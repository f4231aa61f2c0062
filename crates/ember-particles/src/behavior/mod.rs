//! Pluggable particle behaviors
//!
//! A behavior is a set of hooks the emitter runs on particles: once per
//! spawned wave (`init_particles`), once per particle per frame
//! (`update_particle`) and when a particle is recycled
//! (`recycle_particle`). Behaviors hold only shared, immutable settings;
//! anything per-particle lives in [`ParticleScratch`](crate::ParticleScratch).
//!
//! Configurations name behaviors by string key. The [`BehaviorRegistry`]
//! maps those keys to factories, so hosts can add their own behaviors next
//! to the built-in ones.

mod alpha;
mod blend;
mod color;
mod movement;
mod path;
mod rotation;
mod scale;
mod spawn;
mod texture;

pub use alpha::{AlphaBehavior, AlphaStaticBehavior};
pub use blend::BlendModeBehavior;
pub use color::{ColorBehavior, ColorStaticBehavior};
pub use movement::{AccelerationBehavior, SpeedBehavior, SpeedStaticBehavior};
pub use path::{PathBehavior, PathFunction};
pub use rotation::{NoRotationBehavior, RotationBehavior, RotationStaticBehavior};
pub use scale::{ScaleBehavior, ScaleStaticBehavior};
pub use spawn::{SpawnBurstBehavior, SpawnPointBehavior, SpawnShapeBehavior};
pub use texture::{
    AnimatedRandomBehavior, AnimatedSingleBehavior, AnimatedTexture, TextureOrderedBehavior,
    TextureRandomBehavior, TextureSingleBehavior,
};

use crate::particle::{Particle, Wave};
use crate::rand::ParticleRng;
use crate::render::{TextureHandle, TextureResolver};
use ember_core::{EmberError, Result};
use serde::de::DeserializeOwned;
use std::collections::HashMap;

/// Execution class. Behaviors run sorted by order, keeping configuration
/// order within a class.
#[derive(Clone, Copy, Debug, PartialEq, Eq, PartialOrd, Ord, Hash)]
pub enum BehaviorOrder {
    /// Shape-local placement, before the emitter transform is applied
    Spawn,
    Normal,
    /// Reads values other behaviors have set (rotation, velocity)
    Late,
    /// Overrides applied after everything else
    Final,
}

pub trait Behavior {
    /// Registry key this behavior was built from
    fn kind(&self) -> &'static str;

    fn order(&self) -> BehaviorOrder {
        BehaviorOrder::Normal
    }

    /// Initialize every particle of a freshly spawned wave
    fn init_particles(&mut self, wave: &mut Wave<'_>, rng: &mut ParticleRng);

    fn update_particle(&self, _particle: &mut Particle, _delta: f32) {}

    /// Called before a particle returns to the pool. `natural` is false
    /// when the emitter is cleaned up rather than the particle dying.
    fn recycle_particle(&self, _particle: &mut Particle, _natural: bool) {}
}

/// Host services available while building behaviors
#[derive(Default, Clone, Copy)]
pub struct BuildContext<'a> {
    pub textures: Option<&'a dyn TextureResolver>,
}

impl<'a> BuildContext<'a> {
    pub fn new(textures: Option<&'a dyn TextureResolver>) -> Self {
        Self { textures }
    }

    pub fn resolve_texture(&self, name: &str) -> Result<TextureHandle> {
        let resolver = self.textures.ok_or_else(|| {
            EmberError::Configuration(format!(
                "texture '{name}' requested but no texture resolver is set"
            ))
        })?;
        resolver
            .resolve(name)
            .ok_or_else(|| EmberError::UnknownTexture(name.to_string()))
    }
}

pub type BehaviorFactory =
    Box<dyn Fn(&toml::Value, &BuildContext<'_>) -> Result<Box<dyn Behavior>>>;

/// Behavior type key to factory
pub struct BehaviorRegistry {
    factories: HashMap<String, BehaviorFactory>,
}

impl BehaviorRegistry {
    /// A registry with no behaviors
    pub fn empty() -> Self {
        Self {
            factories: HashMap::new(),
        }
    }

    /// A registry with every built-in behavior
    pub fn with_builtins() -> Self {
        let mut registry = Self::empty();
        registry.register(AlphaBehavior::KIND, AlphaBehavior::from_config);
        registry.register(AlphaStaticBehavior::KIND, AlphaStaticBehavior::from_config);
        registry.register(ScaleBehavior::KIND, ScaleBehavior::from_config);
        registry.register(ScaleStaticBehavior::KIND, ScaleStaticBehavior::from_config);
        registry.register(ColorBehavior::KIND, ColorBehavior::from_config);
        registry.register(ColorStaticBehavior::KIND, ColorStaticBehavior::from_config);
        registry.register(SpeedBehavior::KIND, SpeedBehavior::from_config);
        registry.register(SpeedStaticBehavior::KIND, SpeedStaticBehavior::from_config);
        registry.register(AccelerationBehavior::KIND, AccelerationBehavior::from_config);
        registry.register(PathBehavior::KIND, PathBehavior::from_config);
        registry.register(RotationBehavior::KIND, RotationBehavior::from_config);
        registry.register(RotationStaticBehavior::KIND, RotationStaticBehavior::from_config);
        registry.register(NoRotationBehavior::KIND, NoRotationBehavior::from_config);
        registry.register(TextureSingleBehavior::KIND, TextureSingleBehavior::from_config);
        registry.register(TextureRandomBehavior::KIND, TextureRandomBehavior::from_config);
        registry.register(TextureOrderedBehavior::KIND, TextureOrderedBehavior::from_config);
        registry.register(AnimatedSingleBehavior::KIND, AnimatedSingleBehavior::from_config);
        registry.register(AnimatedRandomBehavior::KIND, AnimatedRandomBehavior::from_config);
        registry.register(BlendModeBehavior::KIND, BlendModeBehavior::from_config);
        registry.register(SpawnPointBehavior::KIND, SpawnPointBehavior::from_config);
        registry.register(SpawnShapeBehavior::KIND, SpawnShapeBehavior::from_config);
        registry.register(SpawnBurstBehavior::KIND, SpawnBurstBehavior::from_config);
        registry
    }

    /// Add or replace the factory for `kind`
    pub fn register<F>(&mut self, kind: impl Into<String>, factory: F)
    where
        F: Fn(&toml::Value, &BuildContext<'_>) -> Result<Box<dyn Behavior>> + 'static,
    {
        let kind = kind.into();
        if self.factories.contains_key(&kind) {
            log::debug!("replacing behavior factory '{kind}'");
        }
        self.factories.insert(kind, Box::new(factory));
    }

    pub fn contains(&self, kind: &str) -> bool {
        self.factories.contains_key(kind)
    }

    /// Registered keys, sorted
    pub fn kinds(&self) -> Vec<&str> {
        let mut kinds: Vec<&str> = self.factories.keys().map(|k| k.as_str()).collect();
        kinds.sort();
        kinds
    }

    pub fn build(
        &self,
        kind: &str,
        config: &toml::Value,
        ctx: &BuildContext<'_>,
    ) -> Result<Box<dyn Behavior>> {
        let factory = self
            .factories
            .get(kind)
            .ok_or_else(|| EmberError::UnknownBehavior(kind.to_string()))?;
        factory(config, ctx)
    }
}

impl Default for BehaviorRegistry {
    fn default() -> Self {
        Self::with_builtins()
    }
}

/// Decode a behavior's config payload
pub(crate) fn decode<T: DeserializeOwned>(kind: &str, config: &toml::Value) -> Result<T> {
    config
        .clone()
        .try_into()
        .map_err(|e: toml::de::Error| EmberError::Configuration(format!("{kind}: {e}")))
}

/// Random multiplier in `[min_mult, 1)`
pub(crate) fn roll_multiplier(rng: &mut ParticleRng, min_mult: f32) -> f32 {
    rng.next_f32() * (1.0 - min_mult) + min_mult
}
* * *
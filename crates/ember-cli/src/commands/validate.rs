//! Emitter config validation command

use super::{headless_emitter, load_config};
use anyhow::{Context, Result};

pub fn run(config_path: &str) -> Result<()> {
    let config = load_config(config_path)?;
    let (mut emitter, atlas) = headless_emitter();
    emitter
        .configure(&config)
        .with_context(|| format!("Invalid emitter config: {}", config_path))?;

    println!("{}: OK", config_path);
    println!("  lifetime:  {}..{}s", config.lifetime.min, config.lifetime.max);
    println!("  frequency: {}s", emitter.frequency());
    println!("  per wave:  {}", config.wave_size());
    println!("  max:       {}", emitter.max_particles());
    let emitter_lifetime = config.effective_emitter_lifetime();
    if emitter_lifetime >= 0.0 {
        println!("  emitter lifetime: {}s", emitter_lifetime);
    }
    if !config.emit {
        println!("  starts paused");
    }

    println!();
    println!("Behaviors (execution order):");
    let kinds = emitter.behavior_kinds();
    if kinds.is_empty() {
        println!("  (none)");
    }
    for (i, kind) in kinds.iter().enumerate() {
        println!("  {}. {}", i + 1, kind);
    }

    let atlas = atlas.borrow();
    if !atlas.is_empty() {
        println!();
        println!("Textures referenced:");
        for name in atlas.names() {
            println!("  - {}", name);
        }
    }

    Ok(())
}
--
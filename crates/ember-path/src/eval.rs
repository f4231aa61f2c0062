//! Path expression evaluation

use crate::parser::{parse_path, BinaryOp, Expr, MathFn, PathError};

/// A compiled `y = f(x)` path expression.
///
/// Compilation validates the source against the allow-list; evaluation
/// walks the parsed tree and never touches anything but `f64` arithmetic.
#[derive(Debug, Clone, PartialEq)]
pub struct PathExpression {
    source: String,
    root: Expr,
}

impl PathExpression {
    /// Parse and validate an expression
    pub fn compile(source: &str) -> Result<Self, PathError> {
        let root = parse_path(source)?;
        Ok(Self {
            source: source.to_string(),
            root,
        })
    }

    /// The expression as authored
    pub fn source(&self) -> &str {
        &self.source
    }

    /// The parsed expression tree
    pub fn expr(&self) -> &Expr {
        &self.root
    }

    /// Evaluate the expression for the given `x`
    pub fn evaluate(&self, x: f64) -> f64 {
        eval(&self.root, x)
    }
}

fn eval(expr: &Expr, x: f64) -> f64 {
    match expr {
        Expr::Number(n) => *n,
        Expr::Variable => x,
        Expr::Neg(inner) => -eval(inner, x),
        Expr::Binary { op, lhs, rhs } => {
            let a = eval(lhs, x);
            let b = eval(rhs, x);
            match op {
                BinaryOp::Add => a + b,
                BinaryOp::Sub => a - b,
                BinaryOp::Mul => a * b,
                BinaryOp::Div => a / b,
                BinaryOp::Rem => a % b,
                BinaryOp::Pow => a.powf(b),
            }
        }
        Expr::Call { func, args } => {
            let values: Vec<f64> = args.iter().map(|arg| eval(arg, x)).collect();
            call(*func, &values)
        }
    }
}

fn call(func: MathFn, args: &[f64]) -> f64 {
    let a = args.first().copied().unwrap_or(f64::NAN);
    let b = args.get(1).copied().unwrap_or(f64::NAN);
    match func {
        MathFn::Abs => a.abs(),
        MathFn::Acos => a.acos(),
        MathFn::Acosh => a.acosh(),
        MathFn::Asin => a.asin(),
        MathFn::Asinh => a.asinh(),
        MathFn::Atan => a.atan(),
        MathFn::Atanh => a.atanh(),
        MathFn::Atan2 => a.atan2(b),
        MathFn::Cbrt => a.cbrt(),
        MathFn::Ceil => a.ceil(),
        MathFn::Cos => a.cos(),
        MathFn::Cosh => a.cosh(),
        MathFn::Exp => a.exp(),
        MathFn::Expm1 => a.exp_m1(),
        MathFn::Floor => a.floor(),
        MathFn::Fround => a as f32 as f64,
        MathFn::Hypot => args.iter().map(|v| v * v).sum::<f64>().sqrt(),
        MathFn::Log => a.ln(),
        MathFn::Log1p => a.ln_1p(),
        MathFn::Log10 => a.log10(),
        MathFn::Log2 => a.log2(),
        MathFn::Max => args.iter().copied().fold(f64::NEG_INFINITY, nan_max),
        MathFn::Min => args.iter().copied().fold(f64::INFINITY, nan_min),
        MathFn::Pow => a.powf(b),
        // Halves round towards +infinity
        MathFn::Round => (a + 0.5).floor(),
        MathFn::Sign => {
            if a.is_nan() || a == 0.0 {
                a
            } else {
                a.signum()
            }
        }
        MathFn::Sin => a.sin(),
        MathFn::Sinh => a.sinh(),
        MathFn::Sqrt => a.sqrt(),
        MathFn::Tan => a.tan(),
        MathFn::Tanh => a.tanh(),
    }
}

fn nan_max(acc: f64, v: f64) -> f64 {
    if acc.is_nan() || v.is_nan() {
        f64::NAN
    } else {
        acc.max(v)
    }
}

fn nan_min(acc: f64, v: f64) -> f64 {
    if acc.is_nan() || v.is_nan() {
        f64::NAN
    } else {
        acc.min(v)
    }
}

**Exercise:** Which of the lines in the material above contain "NoRotationBehavior"? Copy each one out.

**Response to the task:**
pub use rotation::{NoRotationBehavior, RotationBehavior, RotationStaticBehavior};
        registry.register(NoRotationBehavior::KIND, NoRotationBehavior::from_config);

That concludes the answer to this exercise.